Director, National Centre for Project Management
Lancaster University Management School

United Kingdom



Stakeholders represent a significant, albeit a relatively more recent addition to the project management discourse. The 7th edition of the APM Body of Knowledge (APM, 2019) positions stakeholders as the individuals or groups who have an interest or role in the project, programme or portfolio, or who are impacted by it. Other bodies of knowledge and some texts make use of the notion of stakeholder management, implying that stakeholder behaviours and actions can be managed, but as many project failures attest, it is highly debateable whether such behaviours and actions of stakeholders can indeed be predicted, planned and controlled in the full management sense (Dalcher, 2014a; 2015a; Eskerod et al. 2015).

Put simply, a stakeholder is anyone affected, or potentially affected, by your work. Given that managing people, let alone those not directly under our power and control, raises many objections, instead, we need to embrace the necessity of forming relationships with stakeholders. This implies employing a softer type of relationship management as we endeavour to understand, engage and influence stakeholders.

Moreover, given the recognition that the success of any activity undertaken by organisations, be it at the strategic, tactical or operational level, can only be achieved with the input, commitment and support of its people, the stakeholders (Bourne, 2009; 2015), it is essential to position these people and their needs at the very core of any conversations around projects, actions, impacts, value and success.

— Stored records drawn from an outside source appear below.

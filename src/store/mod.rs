//! Persistence layer: libSQL-backed storage for signals and execution records.

pub mod libsql_backend;
pub mod migrations;
pub mod traits;

pub use libsql_backend::LibSqlBackend;
pub use traits::{SignalFilter, SignalStats, SignalStore};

The origin of stakeholder thinking

The focus on stakeholders at the core of organisations can be traced to early discourse within systems thinking and systems analysis. Systems thinkers traditionally contrast technical aspects with the need to account for social concerns and form supportive coalitions to enable change, whilst the IS community has often shown a similar interest in socio-technical considerations and focuses on the users and their requirements. However, the defining seminal writing in this area is associated with Edward Freeman’s (1984) Strategic Management: A Stakeholder’s approach, which has explored previous work and established a position as the leading foundational resource. At the core of the approach lies the recognition that managers have to deal with those groups and individuals that could affect, or be affected, by their company. Placing stakeholders at the core, requires a shift towards a more relational perspective regarding business and its management. Numerous financial crises and ethical breakdowns have reinforced the need to develop a more balanced approach to the ethical management of organisations, thereby encouraging the development of extended governance structures and approaches that can support a wider scope.

Freeman’s original thesis is that as the pressures on managers intensify due to new government regulations, media scrutiny and substantial competition together with an increase in external demand and a decrease in internal flexibility, managers are required to reconsider their approaches. He therefore calls for new concepts that enable managers to reposition their role and work effectively whilst considering economic as well as social issues. The business context has expanded to incorporate internal and external impacts that shape and influence the organisation and all planned actions. In Freeman’s view, reinvigorating management therefore calls for shifting attention to stakeholders, including employees, customers, suppliers, stockholders, banks, environmentalists, government and other groups who can help or hurt the corporation (Freeman, 1984: vi). Successful implementation of any strategic intent will ultimately depend on the ability to engage with the different groups and develop and sustain beneficial progress through new and enhanced coalitions.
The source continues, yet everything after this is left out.